Quand Cassandre ouvrit les yeux il était 15h, ses membres étaient engourdis, elle avait toujours cette impression nauséeuse, la bouche pâteuse et les yeux brûlants…Elle aurait tant aimé pouvoir se lever à la nuit tombée, elle était désormais prisonnière des murs de béton formant son appartement. Rejetant la couette trop chaude sur le côté, la jeune femme brune s’assit au bord du lit, ses jambes picotant agréablement dans la froideur suivant l’éveil ; sa main droite parcourut ses cheveux gras alors que la gauche plongeait à tâtons vers la table de nuit pour y trouver une cigarette. Le crissement de la roue sur la pierre, le feulement rauque du gaz enflammé, le frétillement du papier et du tabac se consumant, puis enfin le bruit sourd de l’inhalation ; le rituel matinal dura une petite éternité, d’une main paresseuse Cassandre effleura la télécommande de sa chaîne hi-fi et les pulsations arythmiques d’un morceau de The Cure remplirent l’air immobile : All cats are grey.

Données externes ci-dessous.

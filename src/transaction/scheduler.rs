use std::cmp::Reverse;
use std::collections::{BinaryHeap, HashSet};
use std::sync::atomic::{AtomicBool, AtomicU64, Ordering};
use std::sync::Arc;
use std::thread;
use std::time::{Duration, Instant};

use crossbeam_channel::{bounded, Sender};
use parking_lot::{Condvar, Mutex};

/// A unit of deferred work dispatched to the worker pool once its
/// deadline elapses. Never invoked while the scheduler holds its own
/// lock.
type Job = Box<dyn FnOnce() + Send>;

struct ScheduledItem {
    deadline: Instant,
    seq: u64,
    job: Job,
}

impl PartialEq for ScheduledItem {
    fn eq(&self, other: &Self) -> bool {
        self.deadline == other.deadline && self.seq == other.seq
    }
}
impl Eq for ScheduledItem {}
impl PartialOrd for ScheduledItem {
    fn partial_cmp(&self, other: &Self) -> Option<std::cmp::Ordering> {
        Some(self.cmp(other))
    }
}
impl Ord for ScheduledItem {
    fn cmp(&self, other: &Self) -> std::cmp::Ordering {
        (self.deadline, self.seq).cmp(&(other.deadline, other.seq))
    }
}

struct SharedState {
    heap: Mutex<BinaryHeap<Reverse<ScheduledItem>>>,
    cancelled: Mutex<HashSet<u64>>,
    condvar: Condvar,
    shutdown: AtomicBool,
    next_seq: AtomicU64,
}

/// A handle to a scheduled (and possibly already-fired) timer task.
/// Cancelling a handle after the task has started running has no
/// effect: a callback already running to completion is allowed to
/// finish, matching the transaction manager's cancellation semantics.
#[derive(Debug, Clone, Copy, Eq, PartialEq, Hash)]
pub struct TimerHandle(u64);

/// Single timer thread owning a min-heap by next-deadline, with fired
/// jobs dispatched onto a fixed worker pool rather than run inline — the
/// timer thread never executes user-facing callbacks itself.
pub struct Scheduler {
    state: Arc<SharedState>,
    worker_tx: Sender<Job>,
    _timer_thread: thread::JoinHandle<()>,
    _worker_threads: Vec<thread::JoinHandle<()>>,
}

impl Scheduler {
    pub fn new(worker_threads: usize) -> Self {
        let state = Arc::new(SharedState {
            heap: Mutex::new(BinaryHeap::new()),
            cancelled: Mutex::new(HashSet::new()),
            condvar: Condvar::new(),
            shutdown: AtomicBool::new(false),
            next_seq: AtomicU64::new(0),
        });

        let (worker_tx, worker_rx) = bounded::<Job>(1024);

        let workers: Vec<_> = (0..worker_threads.max(1))
            .map(|idx| {
                let worker_rx = worker_rx.clone();
                thread::Builder::new()
                    .name(format!("stun-core-worker-{}", idx))
                    .spawn(move || {
                        for job in worker_rx.iter() {
                            job();
                        }
                    })
                    .expect("failed to spawn worker thread")
            })
            .collect();

        let timer_state = Arc::clone(&state);
        let timer_worker_tx = worker_tx.clone();
        let timer_thread = thread::Builder::new()
            .name("stun-core-timer".to_string())
            .spawn(move || Self::run_timer_loop(timer_state, timer_worker_tx))
            .expect("failed to spawn timer thread");

        Self {
            state,
            worker_tx,
            _timer_thread: timer_thread,
            _worker_threads: workers,
        }
    }

    fn run_timer_loop(state: Arc<SharedState>, worker_tx: Sender<Job>) {
        loop {
            let mut heap = state.heap.lock();

            if state.shutdown.load(Ordering::Acquire) {
                return;
            }

            match heap.peek() {
                None => {
                    state.condvar.wait(&mut heap);
                }
                Some(Reverse(item)) => {
                    let now = Instant::now();
                    if item.deadline <= now {
                        let Reverse(item) = heap.pop().unwrap();
                        drop(heap);

                        if state.cancelled.lock().remove(&item.seq) {
                            continue;
                        }

                        // Dispatch onto the worker pool; the timer
                        // thread never runs the job itself.
                        let _ = worker_tx.send(item.job);
                    } else {
                        let wait_for = item.deadline - now;
                        state.condvar.wait_for(&mut heap, wait_for);
                    }
                }
            }

            if state.shutdown.load(Ordering::Acquire) {
                return;
            }
        }
    }

    /// Schedules `job` to run after `delay`. Returns a handle that can
    /// be used to cancel it before it fires.
    pub fn schedule(&self, delay: Duration, job: Job) -> TimerHandle {
        let seq = self.state.next_seq.fetch_add(1, Ordering::Relaxed);
        let deadline = Instant::now() + delay;

        self.state.heap.lock().push(Reverse(ScheduledItem {
            deadline,
            seq,
            job,
        }));
        self.state.condvar.notify_one();

        TimerHandle(seq)
    }

    /// Best-effort cancellation: if the job hasn't fired yet, it's
    /// marked cancelled and skipped when its deadline is reached instead
    /// of being removed from the heap immediately (cheaper than a heap
    /// search, and race-free since jobs are referenced by id).
    pub fn cancel(&self, handle: TimerHandle) {
        self.state.cancelled.lock().insert(handle.0);
    }

    /// Submits `job` to the worker pool immediately, without going
    /// through the timer heap.
    pub fn dispatch(&self, job: Job) {
        let _ = self.worker_tx.send(job);
    }
}

impl Drop for Scheduler {
    fn drop(&mut self) {
        self.state.shutdown.store(true, Ordering::Release);
        self.state.condvar.notify_all();
    }
}

#[cfg(test)]
mod tests {
    use super::*;
    use std::sync::mpsc;

    #[test]
    fn fires_after_delay() {
        let scheduler = Scheduler::new(2);
        let (tx, rx) = mpsc::channel();

        scheduler.schedule(
            Duration::from_millis(10),
            Box::new(move || {
                let _ = tx.send(());
            }),
        );

        rx.recv_timeout(Duration::from_secs(1)).unwrap();
    }

    #[test]
    fn cancelled_job_never_runs() {
        let scheduler = Scheduler::new(2);
        let (tx, rx) = mpsc::channel::<()>();

        let handle = scheduler.schedule(
            Duration::from_millis(50),
            Box::new(move || {
                let _ = tx.send(());
            }),
        );
        scheduler.cancel(handle);

        assert!(rx.recv_timeout(Duration::from_millis(200)).is_err());
    }
}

Plus tard : Seul le store roulant du living était ouvert, la lumière faisait ressembler la fumée de cigarette à quelque substance crémeuse, Cassandre s’affairait derrière la cuisine américaine ; les oranges à la couleur criarde semblaient être une publicité pour la vitamine C et une vie saine, dès qu’elle mit le presse agrumes électrique en marche, Cassandre regretta de s’être encore une fois laissé prendre à cette illusion, elle se détourna les mains pleines de jus et les lécha mais la grimace de son visage confirma l’acidité excessive. « Café mon seul ami fiable. » La casserole frémissait sur le feu, Cassandre se sentait mieux ; assise sur un haut tabouret elle fixait la distance la séparant de la télévision éteinte, elle avait pris l’habitude d’éviter les informations au réveil, les massacres et crimes en série n’aidaient pas à se faire une raison pour continuer à vivre un jour de plus. « Une nuit de plus. » A cette idée Cassandre sourit, elle se voyait comme une des dernières exploratrices du siècle, à la découverte d’un monde nouveau : celui de l’obscur. Laissant la vaisselle salle en plan dans l’évier, les taches de café sécher sur la table, elle se détourna à regret sachant qu’il était vraiment temps de se réveiller, elle traîna ses pieds nus jusqu’à la salle de bains faisant glisser tour à tour la chemise bleue et blanche XXL qu’elle avait volé à François puis son débardeur et son caleçon de nuit. Le premier contact avec le jet fut froid puis enfin la vapeur envahit la pièce, là elle aurait pu rester une éternité sans la vision de factures se succédant en rangs serrés ; elle abandonna sa détente à regrets et se rendit encore mouillée vers sa chambre, là, elle alluma enfin dans cette pièce qui voyait rarement la lumière : son sanctuaire en quelque sorte. Les tiroirs ouverts laissaient s’échapper des flots de vêtements, perpétuellement insatisfaite Cassandre les jetait sur le lit défait. « Merde. » Vaincue elle se retourna vers la panière à linge sale pour en extraire un vieux Jean, en fouillant c’est là qu’elle tomba face à face avec le masque japonais enfoui dans cette tombe la veille-même ; étrangement il ne l’effrayait plus, comme si l’autopsie de Jacob avait exorcisé son mystérieux pouvoir, elle pouvait imaginer les yeux de Jacob derrière les fentes ovales. Amusée Cassandre prit le masque et le dressa devant son visage face au miroir, là elle eût la révélation, les seules parties d’elle-même subsistant derrière ce masque…Ses yeux, ses mains.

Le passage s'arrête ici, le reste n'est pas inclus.